Re: [swift-evolution] [Draft] Rename Sequence.elementsEqual

Kevin Nattinger via swift-evolution Sun, 15 Oct 2017 00:30:06 -0700

> On Oct 14, 2017, at 7:54 PM, Xiaodi Wu <xiaodi...@gmail.com> wrote:
> 
> On Sat, Oct 14, 2017 at 6:17 PM, Kevin Nattinger <sw...@nattinger.net 
> <mailto:sw...@nattinger.net>> wrote:
>>> […]
>>> * A Swift `Sequence` is, to put it simplistically, a thing that can be 
>>> iterated over in a `for...in` loop. If it would make you happy, for the 
>>> rest of the discussion, let's suppose we called the protocol `ForLoopable` 
>>> instead of `Sequence`.
>> 
>> ForLoopable is so ugly. Since we’re just iterating over the elements, how 
>> about, oh, say, `Iterable`? Hey, that looks familiar.
>> 
>> I'm not trying to bikeshed the name of `Sequence`. I'm picking an 
>> intentionally unwieldy name for the purposes of discussing the semantics of 
>> this particular protocol.

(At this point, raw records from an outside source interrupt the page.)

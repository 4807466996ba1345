//! Shared `nom` grammar pieces for the telemetry decoders.

use crate::constants::BITS_LEN;
use nom::{
    branch::alt,
    bytes::complete::take_while_m_n,
    character::complete::{char, digit1},
    combinator::{opt, recognize},
    sequence::{pair, tuple},
    IResult,
};

/// Exactly eight `0`/`1` characters.
pub(crate) fn bit_field(input: &str) -> IResult<&str, &str> {
    take_while_m_n(BITS_LEN, BITS_LEN, |c: char| c == '0' || c == '1')(input)
}

/// `\d+(\.\d+)?`, the channel value grammar of plain-text reports.
pub(crate) fn unsigned_decimal(input: &str) -> IResult<&str, &str> {
    recognize(pair(digit1, opt(pair(char('.'), digit1))))(input)
}

/// `-?\d*\.?\d+`, the EQNS coefficient grammar.
pub(crate) fn signed_decimal(input: &str) -> IResult<&str, &str> {
    recognize(tuple((
        opt(char('-')),
        alt((unsigned_decimal, recognize(pair(char('.'), digit1)))),
    )))(input)
}

/// Drops trailing letters, spaces and periods left over from badly padded or
/// truncated EQNS and BITS bodies.
pub(crate) fn strip_residue(body: &str) -> &str {
    body.trim_end_matches(|c: char| c.is_ascii_alphabetic() || c == ' ' || c == '.')
}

The point is that the underlying issue has nothing 
>> to do with the name; it can be `Iterable` or it can be `SpongeBob` for all I 
>> care.
> 
> I’m not trying to bikeshed the name either, The underlying issue is that 
> (what is currently) Sequence actually encompasses two separate 
> functionalities, and those functionalities need to be separated with their 
> separate semantic requirements documented. “Sequence: Iterable,” 
> “OrderedSequence: Sequence,” “SpongeBob: ForLoopable,” the names are 100% 
> irrelevant at this point; what’s important is that one is not necessarily 
> ordered and the other guarantees an order.
>  
> 
> What are the "two separate functionalities”?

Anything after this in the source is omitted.